WORK TO BE COMPLETED:
Print all records exactly, leaving nothing out.

PROVIDED ENTRIES:
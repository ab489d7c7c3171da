use flox::prelude::*;

fn bar_for(i: i64) -> Bar {
    let end = TimePoint::from_unix_ns(i * 60_000_000_000);
    let start = TimePoint::from_unix_ns((i - 1).max(0) * 60_000_000_000);
    Bar {
        open: Price::from_f64(100.0),
        high: Price::from_f64(100.0),
        low: Price::from_f64(100.0),
        close: Price::from_f64(100.0),
        volume: Volume::from_f64(1.0),
        buy_volume: Volume::from_f64(1.0),
        trade_count: 1,
        start_time: start,
        end_time: end,
        close_reason: BarCloseReason::Threshold,
    }
}

#[test]
fn bar_file_round_trip_and_find_modes() {
    let dir = tempfile::tempdir().unwrap();
    let timeframe = TimeframeId { bar_type: BarType::Time, param: 60_000_000_000 };

    let mut writer = BarWriter::new(dir.path()).unwrap();
    for i in 0..1000i64 {
        writer.push(timeframe, bar_for(i));
    }
    writer.flush().unwrap();

    let store = BarStore::open(dir.path()).unwrap();
    assert_eq!(store.len(timeframe), 1000);

    let exact = store
        .find_bar(timeframe, TimePoint::from_unix_ns(500 * 60_000_000_000), FindMode::Exact)
        .unwrap();
    assert_eq!(exact, store.get(timeframe, 500).unwrap());

    let before = store
        .find_bar(
            timeframe,
            TimePoint::from_unix_ns(500 * 60_000_000_000 + 30_000_000_000),
            FindMode::Before,
        )
        .unwrap();
    assert_eq!(before, store.get(timeframe, 500).unwrap());

    let after = store
        .find_bar(
            timeframe,
            TimePoint::from_unix_ns(500 * 60_000_000_000 + 30_000_000_000),
            FindMode::After,
        )
        .unwrap();
    assert_eq!(after, store.get(timeframe, 501).unwrap());
}
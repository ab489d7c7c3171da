//! Anchored-window limit order book.
//!
//! Bids and asks are held in fixed-capacity arrays indexed by a *local*
//! index relative to a sliding `base_index` ("anchor"). The anchor
//! relocates only on snapshot application, with hysteresis so a book
//! trading near the edge of its window doesn't reanchor on every update.

pub mod error;

use crate::decimal::{round_div_scale, Price, Quantity};

pub use error::BookError;

/// Hysteresis margin, in ticks, kept on both sides of a reanchored window
/// before the anchor is considered for another move.
pub const HYSTERESIS_TICKS: i64 = 8;

/// A single `(price, quantity)` level, as supplied by a snapshot or delta.
#[derive(Debug, Clone, Copy, PartialEq, Eq, serde::Serialize, serde::Deserialize)]
pub struct Level {
    /// The level's price.
    pub price: Price,
    /// The level's resting quantity. Zero means "remove this level."
    pub quantity: Quantity,
}

/// An incoming book update: either a full replacement of the visible book
/// or an incremental set of level changes.
#[derive(Debug, Clone, serde::Serialize, serde::Deserialize)]
pub enum BookUpdate {
    /// The full visible book after the update.
    Snapshot {
        /// Bid levels, any order.
        bids: Vec<Level>,
        /// Ask levels, any order.
        asks: Vec<Level>,
    },
    /// Incremental level changes. A level with `quantity == 0` removes
    /// that price.
    Delta {
        /// Bid-side changes.
        bids: Vec<Level>,
        /// Ask-side changes.
        asks: Vec<Level>,
    },
}

#[derive(Clone, Copy)]
struct Side {
    quantities: Vec<i64>, // raw Quantity per local index; 0 means absent
    min_idx: usize,       // N means empty
    max_idx: usize,
    best_idx: usize, // N means empty
}

/// A fixed-capacity, price-indexed bid/ask ladder with O(1) best-quote
/// tracking and dynamic re-anchoring.
pub struct OrderBook {
    capacity: usize,
    tick_size: Price,
    base_index: i64,
    bids: Side,
    asks: Side,
}

impl Side {
    fn new(capacity: usize) -> Self {
        Self {
            quantities: vec![0; capacity],
            min_idx: capacity,
            max_idx: capacity,
            best_idx: capacity,
        }
    }

    fn clear(&mut self) {
        self.quantities.iter_mut().for_each(|q| *q = 0);
        self.min_idx = self.quantities.len();
        self.max_idx = self.quantities.len();
        self.best_idx = self.quantities.len();
    }
}
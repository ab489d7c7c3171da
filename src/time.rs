//! Nanosecond-precision timestamps.

use std::fmt;
use std::ops::{Add, Sub};

/// An opaque, strictly ordered point in time: nanoseconds since the Unix
/// epoch. The engine never interprets calendar fields; all interval
/// alignment is pure integer arithmetic on this value.
#[derive(Debug, Clone, Copy, PartialEq, Eq, PartialOrd, Ord, Hash, serde::Serialize, serde::Deserialize)]
#[serde(transparent)]
pub struct TimePoint(i64);

impl TimePoint {
    /// Builds a `TimePoint` from a raw nanosecond count.
    #[inline]
    #[must_use]
    pub const fn from_unix_ns(ns: i64) -> Self {
        Self(ns)
    }

    /// Returns the nanosecond count since the Unix epoch.
    #[inline]
    #[must_use]
    pub const fn as_nanos(self) -> i64 {
        self.0
    }

    /// Aligns this timestamp down to the nearest multiple of `interval_ns`.
    /// Used by the time and Heikin-Ashi bar policies to compute a bar's
    /// `startTime`.
    #[inline]
    #[must_use]
    pub fn align_to_interval(self, interval_ns: i64) -> Self {
        debug_assert!(interval_ns > 0);
        Self(self.0 - self.0.rem_euclid(interval_ns))
    }
}

impl fmt::Display for TimePoint {
    fn fmt(&self, f: &mut fmt::Formatter<'_>) -> fmt::Result {
        write!(f, "{}ns", self.0)
    }
}

impl Add<i64> for TimePoint {
    type Output = Self;
    fn add(self, rhs: i64) -> Self {
        Self(self.0 + rhs)
    }
}

impl Sub for TimePoint {
    type Output = i64;
    fn sub(self, rhs: Self) -> i64 {
        self.0 - rhs.0
    }
}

RESPONSE FOR THIS EXERCISE:
repository ab489d7c7c3171da
use flox::prelude::*;

fn bar_for(i: i64) -> Bar {
    let end = TimePoint::from_unix_ns(i * 60_000_000_000);
    let start = TimePoint::from_unix_ns((i - 1).max(0) * 60_000_000_000);
    Bar {
        open: Price::from_f64(100.0),
        high: Price::from_f64(100.0),
        low: Price::from_f64(100.0),
        close: Price::from_f64(100.0),
        volume: Volume::from_f64(1.0),
        buy_volume: Volume::from_f64(1.0),
        trade_count: 1,
        start_time: start,
        end_time: end,
        close_reason: BarCloseReason::Threshold,
    }
}

#[test]
fn bar_file_round_trip_and_find_modes() {
    let dir = tempfile::tempdir().unwrap();
    let timeframe = TimeframeId { bar_type: BarType::Time, param: 60_000_000_000 };

    let mut writer = BarWriter::new(dir.path()).unwrap();
    for i in 0..1000i64 {
        writer.push(timeframe, bar_for(i));
    }
    writer.flush().unwrap();

    let store = BarStore::open(dir.path()).unwrap();
    assert_eq!(store.len(timeframe), 1000);

    let exact = store
        .find_bar(timeframe, TimePoint::from_unix_ns(500 * 60_000_000_000), FindMode::Exact)
        .unwrap();
    assert_eq!(exact, store.get(timeframe, 500).unwrap());

    let before = store
        .find_bar(
            timeframe,
            TimePoint::from_unix_ns(500 * 60_000_000_000 + 30_000_000_000),
            FindMode::Before,
        )
        .unwrap();
    assert_eq!(before, store.get(timeframe, 500).unwrap());

    let after = store
        .find_bar(
            timeframe,
            TimePoint::from_unix_ns(500 * 60_000_000_000 + 30_000_000_000),
            FindMode::After,
        )
        .unwrap();
    assert_eq!(after, store.get(timeframe, 501).unwrap());
}
repository ab489d7c7c3171da
//! Anchored-window limit order book.
//!
//! Bids and asks are held in fixed-capacity arrays indexed by a *local*
//! index relative to a sliding `base_index` ("anchor"). The anchor
//! relocates only on snapshot application, with hysteresis so a book
//! trading near the edge of its window doesn't reanchor on every update.

pub mod error;

use crate::decimal::{round_div_scale, Price, Quantity};

pub use error::BookError;

/// Hysteresis margin, in ticks, kept on both sides of a reanchored window
/// before the anchor is considered for another move.
pub const HYSTERESIS_TICKS: i64 = 8;

/// A single `(price, quantity)` level, as supplied by a snapshot or delta.
#[derive(Debug, Clone, Copy, PartialEq, Eq, serde::Serialize, serde::Deserialize)]
pub struct Level {
    /// The level's price.
    pub price: Price,
    /// The level's resting quantity. Zero means "remove this level."
    pub quantity: Quantity,
}

/// An incoming book update: either a full replacement of the visible book
/// or an incremental set of level changes.
#[derive(Debug, Clone, serde::Serialize, serde::Deserialize)]
pub enum BookUpdate {
    /// The full visible book after the update.
    Snapshot {
        /// Bid levels, any order.
        bids: Vec<Level>,
        /// Ask levels, any order.
        asks: Vec<Level>,
    },
    /// Incremental level changes. A level with `quantity == 0` removes
    /// that price.
    Delta {
        /// Bid-side changes.
        bids: Vec<Level>,
        /// Ask-side changes.
        asks: Vec<Level>,
    },
}

#[derive(Clone, Copy)]
struct Side {
    quantities: Vec<i64>, // raw Quantity per local index; 0 means absent
    min_idx: usize,       // N means empty
    max_idx: usize,
    best_idx: usize, // N means empty
}

/// A fixed-capacity, price-indexed bid/ask ladder with O(1) best-quote
/// tracking and dynamic re-anchoring.
pub struct OrderBook {
    capacity: usize,
    tick_size: Price,
    base_index: i64,
    bids: Side,
    asks: Side,
}

impl Side {
    fn new(capacity: usize) -> Self {
        Self {
            quantities: vec![0; capacity],
            min_idx: capacity,
            max_idx: capacity,
            best_idx: capacity,
        }
    }

    fn clear(&mut self) {
        self.quantities.iter_mut().for_each(|q| *q = 0);
        self.min_idx = self.quantities.len();
        self.max_idx = self.quantities.len();
        self.best_idx = self.quantities.len();
    }
}
repository ab489d7c7c3171da
filename src/time.rs
//! Nanosecond-precision timestamps.

use std::fmt;
use std::ops::{Add, Sub};

/// An opaque, strictly ordered point in time: nanoseconds since the Unix
/// epoch. The engine never interprets calendar fields; all interval
/// alignment is pure integer arithmetic on this value.
#[derive(Debug, Clone, Copy, PartialEq, Eq, PartialOrd, Ord, Hash, serde::Serialize, serde::Deserialize)]
#[serde(transparent)]
pub struct TimePoint(i64);

impl TimePoint {
    /// Builds a `TimePoint` from a raw nanosecond count.
    #[inline]
    #[must_use]
    pub const fn from_unix_ns(ns: i64) -> Self {
        Self(ns)
    }

    /// Returns the nanosecond count since the Unix epoch.
    #[inline]
    #[must_use]
    pub const fn as_nanos(self) -> i64 {
        self.0
    }

    /// Aligns this timestamp down to the nearest multiple of `interval_ns`.
    /// Used by the time and Heikin-Ashi bar policies to compute a bar's
    /// `startTime`.
    #[inline]
    #[must_use]
    pub fn align_to_interval(self, interval_ns: i64) -> Self {
        debug_assert!(interval_ns > 0);
        Self(self.0 - self.0.rem_euclid(interval_ns))
    }
}

impl fmt::Display for TimePoint {
    fn fmt(&self, f: &mut fmt::Formatter<'_>) -> fmt::Result {
        write!(f, "{}ns", self.0)
    }
}

impl Add<i64> for TimePoint {
    type Output = Self;
    fn add(self, rhs: i64) -> Self {
        Self(self.0 + rhs)
    }
}

impl Sub for TimePoint {
    type Output = i64;
    fn sub(self, rhs: Self) -> i64 {
        self.0 - rhs.0
    }
}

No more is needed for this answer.